Saved data entries
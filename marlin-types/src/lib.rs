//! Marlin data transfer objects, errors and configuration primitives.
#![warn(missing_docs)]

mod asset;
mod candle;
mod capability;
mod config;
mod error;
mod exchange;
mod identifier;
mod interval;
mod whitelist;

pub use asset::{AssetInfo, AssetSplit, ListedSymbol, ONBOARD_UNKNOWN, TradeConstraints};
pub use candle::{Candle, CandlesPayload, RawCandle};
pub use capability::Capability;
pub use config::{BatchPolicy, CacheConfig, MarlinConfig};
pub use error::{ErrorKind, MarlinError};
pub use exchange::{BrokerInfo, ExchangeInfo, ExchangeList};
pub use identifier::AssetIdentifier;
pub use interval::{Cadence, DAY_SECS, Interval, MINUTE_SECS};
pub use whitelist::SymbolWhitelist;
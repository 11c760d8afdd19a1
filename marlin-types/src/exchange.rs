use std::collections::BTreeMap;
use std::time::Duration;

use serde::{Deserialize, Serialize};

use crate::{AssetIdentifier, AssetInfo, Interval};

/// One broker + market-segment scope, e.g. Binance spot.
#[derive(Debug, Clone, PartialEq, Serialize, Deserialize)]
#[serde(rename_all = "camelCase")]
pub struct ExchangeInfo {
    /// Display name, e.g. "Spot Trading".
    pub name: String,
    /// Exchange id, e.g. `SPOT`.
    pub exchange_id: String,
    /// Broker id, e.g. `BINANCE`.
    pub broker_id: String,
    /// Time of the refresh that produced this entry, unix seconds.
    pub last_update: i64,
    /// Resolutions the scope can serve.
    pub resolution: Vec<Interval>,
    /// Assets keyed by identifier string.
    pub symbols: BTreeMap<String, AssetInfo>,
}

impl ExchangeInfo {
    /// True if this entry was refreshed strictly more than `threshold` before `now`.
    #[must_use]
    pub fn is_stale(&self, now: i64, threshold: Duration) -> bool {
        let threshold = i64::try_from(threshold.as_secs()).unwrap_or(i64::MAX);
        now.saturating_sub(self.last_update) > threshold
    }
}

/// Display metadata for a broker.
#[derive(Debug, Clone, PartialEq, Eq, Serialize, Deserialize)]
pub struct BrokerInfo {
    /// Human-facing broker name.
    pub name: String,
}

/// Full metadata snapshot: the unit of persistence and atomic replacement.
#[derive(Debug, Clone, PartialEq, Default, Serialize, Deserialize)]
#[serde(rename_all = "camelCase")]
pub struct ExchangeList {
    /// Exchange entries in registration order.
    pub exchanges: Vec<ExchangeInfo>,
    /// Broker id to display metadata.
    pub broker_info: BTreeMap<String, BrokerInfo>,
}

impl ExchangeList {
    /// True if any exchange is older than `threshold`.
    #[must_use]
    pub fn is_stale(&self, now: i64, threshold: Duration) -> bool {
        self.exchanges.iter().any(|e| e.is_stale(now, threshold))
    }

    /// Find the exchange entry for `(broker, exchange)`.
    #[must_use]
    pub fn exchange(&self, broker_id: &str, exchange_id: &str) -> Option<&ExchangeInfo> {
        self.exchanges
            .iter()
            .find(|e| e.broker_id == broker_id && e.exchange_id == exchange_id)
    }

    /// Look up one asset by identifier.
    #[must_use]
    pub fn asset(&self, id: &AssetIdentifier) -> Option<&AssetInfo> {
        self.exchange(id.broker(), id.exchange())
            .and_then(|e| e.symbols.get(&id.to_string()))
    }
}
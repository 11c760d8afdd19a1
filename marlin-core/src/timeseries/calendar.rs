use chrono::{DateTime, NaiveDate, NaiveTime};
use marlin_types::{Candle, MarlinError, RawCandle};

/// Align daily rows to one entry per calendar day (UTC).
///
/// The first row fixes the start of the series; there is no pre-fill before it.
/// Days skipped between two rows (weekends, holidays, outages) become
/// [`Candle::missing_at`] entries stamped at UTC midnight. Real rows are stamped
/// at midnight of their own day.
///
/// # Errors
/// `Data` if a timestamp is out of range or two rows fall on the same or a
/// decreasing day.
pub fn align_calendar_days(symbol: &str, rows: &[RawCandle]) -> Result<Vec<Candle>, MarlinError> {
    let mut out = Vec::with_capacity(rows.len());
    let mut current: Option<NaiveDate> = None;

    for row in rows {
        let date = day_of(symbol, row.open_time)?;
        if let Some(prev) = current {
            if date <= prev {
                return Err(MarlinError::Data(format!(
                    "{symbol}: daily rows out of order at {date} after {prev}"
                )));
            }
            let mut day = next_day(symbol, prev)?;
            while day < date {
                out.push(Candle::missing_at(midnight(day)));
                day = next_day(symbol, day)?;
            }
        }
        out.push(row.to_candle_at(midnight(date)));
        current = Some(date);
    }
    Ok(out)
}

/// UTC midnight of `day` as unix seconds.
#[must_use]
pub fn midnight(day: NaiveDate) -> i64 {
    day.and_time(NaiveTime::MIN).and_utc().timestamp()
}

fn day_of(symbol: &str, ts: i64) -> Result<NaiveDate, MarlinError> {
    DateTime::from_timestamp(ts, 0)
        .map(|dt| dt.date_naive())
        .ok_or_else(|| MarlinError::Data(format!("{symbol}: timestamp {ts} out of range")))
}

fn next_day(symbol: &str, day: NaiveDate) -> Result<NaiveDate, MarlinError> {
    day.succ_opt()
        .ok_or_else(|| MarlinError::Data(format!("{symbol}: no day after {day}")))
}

> [YOUR GOAL] Your task is to copy every line in the entries that holds the string "True".

> [OUTPUT OF THE TASK]
    /// True if this entry was refreshed strictly more than `threshold` before `now`.
    /// True if any exchange is older than `threshold`.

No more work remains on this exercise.